They also open annoying, shitty bars. The Delancey is one of these bars. Yick.

The Delancey's main problem is that it doesn't know what it wants to be. It's a three storied space with a velvet rope and bouncer standing outside the front door, so at first you think, ah, it's a club. But the three floors are all pretty small, there's no dance music playing and it's almost always empty. So it's not a club. It's just a shitty bar that has the fucking balls to charge a cover.
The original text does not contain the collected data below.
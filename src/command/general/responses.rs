//! Responses for General Commands
use heapless::String;

use super::types::Region;
use crate::command::{value, FromPayload};
use crate::error::Error;

/// Longest firmware version string the module reports.
pub const FIRMWARE_VERSION_LEN: usize = 16;

/// Firmware version `AT/VER?`
#[derive(Debug, Clone, PartialEq, Eq)]
#[cfg_attr(feature = "defmt", derive(defmt::Format))]
pub struct FirmwareVersionResponse {
    pub version: String<FIRMWARE_VERSION_LEN>,
}

impl atat::AtatResp for FirmwareVersionResponse {}

impl FromPayload for FirmwareVersionResponse {
    fn from_payload(payload: &str) -> Result<Self, Error> {
        let version = String::try_from(payload).map_err(|_| Error::MalformedPayload)?;
        Ok(Self { version })
    }
}

/// Regulatory region `AT$RG?`
#[derive(Debug, Clone, PartialEq, Eq)]
#[cfg_attr(feature = "defmt", derive(defmt::Format))]
pub struct RegionResponse {
    pub region: Region,
}

impl atat::AtatResp for RegionResponse {}

impl FromPayload for RegionResponse {
    fn from_payload(payload: &str) -> Result<Self, Error> {
        Ok(Self {
            region: value::parse_u8(payload)?.into(),
        })
    }
}
impl<T: Transport, C: SigfoxConfig> Sigfox<T, C> {
    pub fn new(transport: T, config: C) -> Self {
        Self {
            client: SigfoxClient::new(transport),
            config,
            state: DeviceState::default(),
            open: false,
        }
    }

    pub fn state(&self) -> &DeviceState {
        &self.state
    }

    /// Refuse commands on a closed port or ones too long to encode, before
    /// anything reaches the wire.
    fn ready<Cmd: SigfoxRequest>(&self, cmd: &Cmd) -> Result<(), Error> {
        if !self.open {
            return Err(Error::TransportUnavailable);
        }
        cmd.encode()?;
        Ok(())
    }

    async fn send_cmd<Cmd: AtatCmd + SigfoxRequest>(
        &mut self,
        cmd: &Cmd,
    ) -> Result<Cmd::Response, Error> {
        self.ready(cmd)?;
        self.client.send(cmd).await.map_err(|e| {
            let e = Error::from(e);
            warn!("Command failed: {:?}", e);
            e
        })
    }

    async fn send_cmd_with_timeout<Cmd: AtatCmd + SigfoxRequest>(
        &mut self,
        cmd: &Cmd,
        timeout: Duration,
    ) -> Result<Cmd::Response, Error> {
        self.ready(cmd)?;
        self.client
            .send_with_timeout(cmd, timeout)
            .await
            .map_err(|e| {
                let e = Error::from(e);
                warn!("Command failed: {:?}", e);
                e
            })
    }

    /// Power the module and open the serial port.
    pub async fn on(&mut self) -> Result<(), Error> {
        if let Some(pin) = self.config.power_pin() {
            pin.set_high().map_err(|_| Error::Pin)?;
            Timer::after(C::POWER_ON_DELAY).await;
        }
        self.client.set_baudrate(C::BAUD_RATE);
        self.open = true;
        info!("Sigfox module on, {} baud", C::BAUD_RATE);
        Ok(())
    }

    /// Close the serial port and cut the module's power.
    pub async fn off(&mut self) -> Result<(), Error> {
        self.client.close();
        self.open = false;
        if let Some(pin) = self.config.power_pin() {
            pin.set_low().map_err(|_| Error::Pin)?;
        }
        info!("Sigfox module off");
        Ok(())
    }

    /// Is the module answering?
    pub async fn check(&mut self) -> Result<(), Error> {
        self.send_cmd(&Attention).await?;
        Ok(())
    }

    pub async fn get_id(&mut self) -> Result<u32, Error> {
        let IdResponse { id } = self.send_cmd(&GetId).await?;
        self.state.id = id;
        Ok(id)
    }

    /// Send `data` over the Sigfox network.
    pub async fn send(&mut self, data: &[u8]) -> Result<(), Error> {
        if data.is_empty() {
            return Err(Error::InvalidArgument);
        }
        self.send_cmd(&SendFrame { data }).await?;
        Ok(())
    }

    /// Send a frame given as a hex string, two digits per byte.
    pub async fn send_hex(&mut self, hex: &str) -> Result<(), Error> {
        if !hex::is_hex_bytes(hex) {
            return Err(Error::InvalidArgument);
        }
        self.send_cmd(&SendHexFrame { hex }).await?;
        Ok(())
    }

    /// Send `data` and wait for the network to acknowledge it.
    pub async fn send_ack(&mut self, data: &[u8]) -> Result<(), Error> {
        if data.is_empty() {
            return Err(Error::InvalidArgument);
        }
        self.send_cmd(&SendFrameAck { data }).await?;
        Ok(())
    }

    pub async fn send_ack_hex(&mut self, hex: &str) -> Result<(), Error> {
        if !hex::is_hex_bytes(hex) {
            return Err(Error::InvalidArgument);
        }
        self.send_cmd(&SendHexFrameAck { hex }).await?;
        Ok(())
    }

    pub async fn test_transmit(&mut self, count: u16, period: u16, channel: i32) -> Result<(), Error> {
        self.send_cmd(&TestTransmit {
            count,
            period,
            channel,
        })
        .await?;
        Ok(())
    }

    pub async fn show_firmware(&mut self) -> Result<&str, Error> {
        let FirmwareVersionResponse { version } = self.send_cmd(&FirmwareVersion).await?;
        info!("Firmware version: {}", version.as_str());
        self.state.firmware = version;
        Ok(self.state.firmware.as_str())
    }

    pub async fn set_power(&mut self, power: u8) -> Result<(), Error> {
        self.send_cmd(&SetPower { power }).await?;
        self.state.power = power;
        Ok(())
    }

    pub async fn get_power(&mut self) -> Result<u8, Error> {
        let PowerResponse { power } = self.send_cmd(&GetPower).await?;
        self.state.power = power;
        Ok(power)
    }

    pub async fn send_keep_alive(&mut self) -> Result<(), Error> {
        self.send_cmd(&SendKeepAlive).await?;
        Ok(())
    }

    /// Let the module send a keep-alive on its own every `period` hours.
    pub async fn set_keep_alive_period(&mut self, period: u8) -> Result<(), Error> {
        self.send_cmd(&SetKeepAlivePeriod { period }).await?;
        Ok(())
    }

    pub async fn continuous_wave(&mut self, frequency: u32, enable: bool) -> Result<(), Error> {
        self.send_cmd(&ContinuousWave { frequency, enable }).await?;
        Ok(())
    }

    pub async fn save_settings(&mut self) -> Result<(), Error> {
        self.send_cmd(&SaveSettings).await?;
        Ok(())
    }

    pub async fn factory_settings(&mut self) -> Result<(), Error> {
        self.send_cmd(&FactorySettings).await?;
        Ok(())
    }

    pub async fn default_configuration(&mut self) -> Result<(), Error> {
        self.send_cmd(&DefaultConfiguration).await?;
        Ok(())
    }

    pub async fn get_region(&mut self) -> Result<Region, Error> {
        let RegionResponse { region } = self.send_cmd(&GetRegion).await?;
        self.state.region = region;
        Ok(region)
    }

    // LAN

    pub async fn set_address_lan(&mut self, address: u32) -> Result<(), Error> {
        self.send_cmd(&SetAddress { address }).await?;
        self.state.address = address;
        Ok(())
    }

    pub async fn get_address_lan(&mut self) -> Result<u32, Error> {
        let AddressResponse { address } = self.send_cmd(&GetAddress).await?;
        self.state.address = address;
        Ok(address)
    }

    pub async fn set_mask(&mut self, mask: u32) -> Result<(), Error> {
        self.send_cmd(&SetMask { mask }).await?;
        self.state.mask = mask;
        Ok(())
    }

    pub async fn get_mask(&mut self) -> Result<u32, Error> {
        let MaskResponse { mask } = self.send_cmd(&GetMask).await?;
        self.state.mask = mask;
        Ok(mask)
    }

    pub async fn set_frequency(&mut self, frequency: u32) -> Result<(), Error> {
        self.send_cmd(&SetFrequency { frequency }).await?;
        self.state.frequency = frequency;
        Ok(())
    }

    pub async fn get_frequency(&mut self) -> Result<u32, Error> {
        let FrequencyResponse { frequency } = self.send_cmd(&GetFrequency).await?;
        self.state.frequency = frequency;
        Ok(frequency)
    }

    pub async fn set_power_lan(&mut self, power: u8) -> Result<(), Error> {
        self.send_cmd(&SetPowerLan { power }).await?;
        self.state.power_lan = power;
        Ok(())
    }

    pub async fn get_power_lan(&mut self) -> Result<u8, Error> {
        let LanPowerResponse { power } = self.send_cmd(&GetPowerLan).await?;
        self.state.power_lan = power;
        Ok(power)
    }

    /// Send `data` to the LAN peers matching our address and mask.
    pub async fn send_lan(&mut self, data: &[u8]) -> Result<(), Error> {
        if data.is_empty() {
            return Err(Error::InvalidArgument);
        }
        if data.len() > LAN_MAX_PAYLOAD {
            return Err(Error::PayloadTooLong);
        }
        self.send_cmd(&SendLan { data }).await?;
        Ok(())
    }

    pub async fn send_lan_hex(&mut self, hex: &str) -> Result<(), Error> {
        if !hex::is_hex_bytes(hex) {
            return Err(Error::InvalidArgument);
        }
        if hex.len() / 2 > LAN_MAX_PAYLOAD {
            return Err(Error::PayloadTooLong);
        }
        self.send_cmd(&SendLanHex { hex }).await?;
        Ok(())
    }

    /// Listen up to `wait_secs` seconds for a single LAN packet.
    pub async fn receive(&mut self, wait_secs: u16) -> Result<&[u8], Error> {
        let cmd = Receive { wait_secs };
        let PacketResponse { packet } = self
            .send_cmd_with_timeout(&cmd, Duration::from_millis(cmd.timeout_ms().into()))
            .await?;
        self.state.packet = packet;
        Ok(&self.state.packet)
    }

    /// Decode a hex encoded packet into the packet buffer.
    pub fn parse_packet_lan(&mut self, hex: &str) -> Result<(), Error> {
        self.state.packet = hex::decode(hex).map_err(|e| match e {
            Error::Overflow => Error::PayloadTooLong,
            e => e,
        })?;
        Ok(())
    }

    /// Log the last received packet.
    pub fn show_packet(&self) {
        let mut text: String<{ 2 * LAN_MAX_PAYLOAD }> = String::new();
        if hex::write_hex(&mut text, &self.state.packet).is_ok() {
            info!(
                "LAN packet ({} bytes): {}",
                self.state.packet.len(),
                text.as_str()
            );
        }
    }

    pub async fn disable_rx(&mut self) -> Result<(), Error> {
        self.send_cmd(&SetRxMode {
            mode: RxMode::Disabled,
        })
        .await?;
        Ok(())
    }

    /// Keep receiving in the background, see [`Self::get_multi_packet`].
    pub async fn set_multi_packet(&mut self) -> Result<(), Error> {
        self.send_cmd(&SetRxMode {
            mode: RxMode::MultiPacket,
        })
        .await?;
        Ok(())
    }

    /// Fetch the next packet buffered in multi-packet mode, waiting at most
    /// `time`.
    pub async fn get_multi_packet(&mut self, time: Duration) -> Result<&[u8], Error> {
        let PacketResponse { packet } = self.send_cmd_with_timeout(&GetPacket, time).await?;
        self.state.packet = packet;
        Ok(&self.state.packet)
    }

    // FCC

    pub async fn set_macro_channel_bitmask(&mut self, bitmask: &str) -> Result<(), Error> {
        if !is_macro_channel_bitmask(bitmask) {
            return Err(Error::InvalidArgument);
        }
        self.send_cmd(&SetMacroChannelBitmask { bitmask }).await?;
        self.state.macro_channel_bitmask =
            String::try_from(bitmask).map_err(|_| Error::InvalidArgument)?;
        Ok(())
    }

    pub async fn get_macro_channel_bitmask(&mut self) -> Result<&str, Error> {
        let MacroChannelBitmaskResponse { bitmask } = self.send_cmd(&GetMacroChannelBitmask).await?;
        self.state.macro_channel_bitmask = bitmask;
        Ok(self.state.macro_channel_bitmask.as_str())
    }

    pub async fn set_macro_channel(&mut self, channel: u8) -> Result<(), Error> {
        self.send_cmd(&SetMacroChannel { channel }).await?;
        self.state.macro_channel = channel;
        Ok(())
    }

    pub async fn get_macro_channel(&mut self) -> Result<u8, Error> {
        let MacroChannelResponse { channel } = self.send_cmd(&GetMacroChannel).await?;
        self.state.macro_channel = channel;
        Ok(channel)
    }

    pub async fn set_down_freq_offset(&mut self, offset: i32) -> Result<(), Error> {
        self.send_cmd(&SetDownFreqOffset { offset }).await?;
        self.state.down_freq_offset = offset;
        Ok(())
    }

    pub async fn get_down_freq_offset(&mut self) -> Result<i32, Error> {
        let DownFreqOffsetResponse { offset } = self.send_cmd(&GetDownFreqOffset).await?;
        self.state.down_freq_offset = offset;
        Ok(offset)
    }
}
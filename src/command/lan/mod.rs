//! ### LAN Commands
//! Local point-to-point radio mode: addressing, masking, frequency, power
//! and the packet exchange itself.
//!
//! A LAN frame matches when `(frame_address & mask) == (own_address & mask)`.
pub mod responses;

use responses::*;

use super::{sigfox_cmd, Arg, CommandType, NoResponse, SigfoxRequest};

/// Maximum LAN payload, in bytes.
pub const LAN_MAX_PAYLOAD: usize = 17;

/// LAN address `AT$LA=<hex>`
#[derive(Debug, Clone)]
pub struct SetAddress {
    pub address: u32,
}

impl SigfoxRequest for SetAddress {
    const TYPE: CommandType = CommandType::Set;
    const CODE: &'static str = "LA";

    fn args(&self) -> impl Iterator<Item = Arg<'_>> {
        [Arg::Hex(self.address)].into_iter()
    }
}
sigfox_cmd!(SetAddress, NoResponse, timeout_ms = 1000);

/// LAN address `AT$LA?`
#[derive(Debug, Clone)]
pub struct GetAddress;

impl SigfoxRequest for GetAddress {
    const TYPE: CommandType = CommandType::Read;
    const CODE: &'static str = "LA";

    fn args(&self) -> impl Iterator<Item = Arg<'_>> {
        core::iter::empty()
    }
}
sigfox_cmd!(GetAddress, AddressResponse, timeout_ms = 1000);

/// LAN address mask `AT$LM=<hex>`
#[derive(Debug, Clone)]
pub struct SetMask {
    pub mask: u32,
}

impl SigfoxRequest for SetMask {
    const TYPE: CommandType = CommandType::Set;
    const CODE: &'static str = "LM";

    fn args(&self) -> impl Iterator<Item = Arg<'_>> {
        [Arg::Hex(self.mask)].into_iter()
    }
}
sigfox_cmd!(SetMask, NoResponse, timeout_ms = 1000);

/// LAN address mask `AT$LM?`
#[derive(Debug, Clone)]
pub struct GetMask;

impl SigfoxRequest for GetMask {
    const TYPE: CommandType = CommandType::Read;
    const CODE: &'static str = "LM";

    fn args(&self) -> impl Iterator<Item = Arg<'_>> {
        core::iter::empty()
    }
}
sigfox_cmd!(GetMask, MaskResponse, timeout_ms = 1000);

/// LAN frequency in Hz `AT$LF=<frequency>`
#[derive(Debug, Clone)]
pub struct SetFrequency {
    pub frequency: u32,
}

impl SigfoxRequest for SetFrequency {
    const TYPE: CommandType = CommandType::Set;
    const CODE: &'static str = "LF";

    fn args(&self) -> impl Iterator<Item = Arg<'_>> {
        [Arg::Int(self.frequency.into())].into_iter()
    }
}
sigfox_cmd!(SetFrequency, NoResponse, timeout_ms = 1000);

/// LAN frequency in Hz `AT$LF?`
#[derive(Debug, Clone)]
pub struct GetFrequency;

impl SigfoxRequest for GetFrequency {
    const TYPE: CommandType = CommandType::Read;
    const CODE: &'static str = "LF";

    fn args(&self) -> impl Iterator<Item = Arg<'_>> {
        core::iter::empty()
    }
}
sigfox_cmd!(GetFrequency, FrequencyResponse, timeout_ms = 1000);

/// LAN transmit power in dBm `AT$LP=<power>`
#[derive(Debug, Clone)]
pub struct SetPowerLan {
    pub power: u8,
}

impl SigfoxRequest for SetPowerLan {
    const TYPE: CommandType = CommandType::Set;
    const CODE: &'static str = "LP";

    fn args(&self) -> impl Iterator<Item = Arg<'_>> {
        [Arg::Int(self.power.into())].into_iter()
    }
}
sigfox_cmd!(SetPowerLan, NoResponse, timeout_ms = 1000);

/// LAN transmit power in dBm `AT$LP?`
#[derive(Debug, Clone)]
pub struct GetPowerLan;

impl SigfoxRequest for GetPowerLan {
    const TYPE: CommandType = CommandType::Read;
    const CODE: &'static str = "LP";

    fn args(&self) -> impl Iterator<Item = Arg<'_>> {
        core::iter::empty()
    }
}
sigfox_cmd!(GetPowerLan, LanPowerResponse, timeout_ms = 1000);

/// Send a LAN frame `AT$SL=<hex>`
///
/// Callers check the [`LAN_MAX_PAYLOAD`] bound before encoding.
#[derive(Debug, Clone)]
pub struct SendLan<'a> {
    pub data: &'a [u8],
}

impl SigfoxRequest for SendLan<'_> {
    const TYPE: CommandType = CommandType::Set;
    const CODE: &'static str = "SL";

    fn args(&self) -> impl Iterator<Item = Arg<'_>> {
        [Arg::Bytes(self.data)].into_iter()
    }
}
sigfox_cmd!(SendLan<'_>, NoResponse, timeout_ms = 5000);

/// Send a LAN frame already encoded as hex `AT$SL=<hex>`
#[derive(Debug, Clone)]
pub struct SendLanHex<'a> {
    pub hex: &'a str,
}

impl SigfoxRequest for SendLanHex<'_> {
    const TYPE: CommandType = CommandType::Set;
    const CODE: &'static str = "SL";

    fn args(&self) -> impl Iterator<Item = Arg<'_>> {
        [Arg::Str(self.hex)].into_iter()
    }
}
sigfox_cmd!(SendLanHex<'_>, NoResponse, timeout_ms = 5000);

/// Listen for a single LAN frame `AT$RL=<seconds>`
///
/// The module answers with the received packet, or `ERROR` when nothing
/// arrived within `wait_secs`. The command itself carries no deadline, the
/// caller bounds the wait with [`Receive::timeout_ms`].
#[derive(Debug, Clone)]
pub struct Receive {
    pub wait_secs: u16,
}

impl Receive {
    /// Listening window plus one second for the answer itself.
    pub fn timeout_ms(&self) -> u32 {
        (u32::from(self.wait_secs) + 1) * 1000
    }
}

impl SigfoxRequest for Receive {
    const TYPE: CommandType = CommandType::Set;
    const CODE: &'static str = "RL";

    fn args(&self) -> impl Iterator<Item = Arg<'_>> {
        [Arg::Int(self.wait_secs.into())].into_iter()
    }
}
sigfox_cmd!(Receive, PacketResponse, timeout_ms = u32::MAX);

/// LAN receive mode
#[derive(Debug, Clone, Copy, PartialEq, Eq)]
#[cfg_attr(feature = "defmt", derive(defmt::Format))]
pub enum RxMode {
    Disabled = 0,
    /// Keep listening and buffer every matching frame.
    MultiPacket = 2,
}

/// LAN receive mode `AT$RX=<mode>`
#[derive(Debug, Clone)]
pub struct SetRxMode {
    pub mode: RxMode,
}

impl SigfoxRequest for SetRxMode {
    const TYPE: CommandType = CommandType::Set;
    const CODE: &'static str = "RX";

    fn args(&self) -> impl Iterator<Item = Arg<'_>> {
        [Arg::Int(self.mode as i64)].into_iter()
    }
}
sigfox_cmd!(SetRxMode, NoResponse, timeout_ms = 1000);

/// Next buffered frame in multi-packet mode `AT$RX?`
///
/// Blocks in the module until a frame arrives, the caller bounds the wait.
#[derive(Debug, Clone)]
pub struct GetPacket;

impl SigfoxRequest for GetPacket {
    const TYPE: CommandType = CommandType::Read;
    const CODE: &'static str = "RX";

    fn args(&self) -> impl Iterator<Item = Arg<'_>> {
        core::iter::empty()
    }
}
sigfox_cmd!(GetPacket, PacketResponse, timeout_ms = u32::MAX);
The identity crisis doesn't end there. The place is, like I said, pretty small. It's an average sized New York bar, with a counter and a few benches scattered around. But for some reason, they take reservations. So if you wander into the completely empty space on, say, Saturday at around 10 PM, don't expect to be able to sit down... the four benches and the entire upstairs and downstairs are "reserved." For whom? What loser is reserving a bench in a douchey bar that's next to a McDonalds and two blocks from a somewhat sketchy hispanic housing project?

If you decide you're okay with standing and enter the bar anyways, you're still going to be greeted with fantastic annoyances. For one, when you ask "What's on tap?" be prepared to be answered with an eye roll. There IS nothing on tap. Great. And, since there are no beer or drink menus around, when you inevitably ask "What beers DO you have?" expect more attitude. When I was there last, the hag demon weasel bar tendress simply POINTED at the bottles of beer behind her when I asked that. Bitch, that's like 20 feet away from me and your "mood lighting" is set on "midnight." So I had to put her in her "you work in one of the worst bars in America" place: "I'm sorry, you're gonna have to read off the entire list of drinks for me. Thanks."

She rattled off a list of domestic crap that any college bar would have and I stopped her when she got to Red Stripe, the BEST beer in their selection (psshaw). "I'll have a Red Stripe, thanks."

"That'll be six fifty." You whore. I better get a hand job with that.

Thanks to the bars vicious combination of an identity crisis, no beers on tap and a staff with both severe attitude problems and severe mental retardation, The Delancey finds its way onto our list of the WORST BARS IN AMERICA!

 

 

 


WE RECOMMEND
Odds
Job Search
Repo's Delight
Funny Videos
Funny Dares
Supehero Movies!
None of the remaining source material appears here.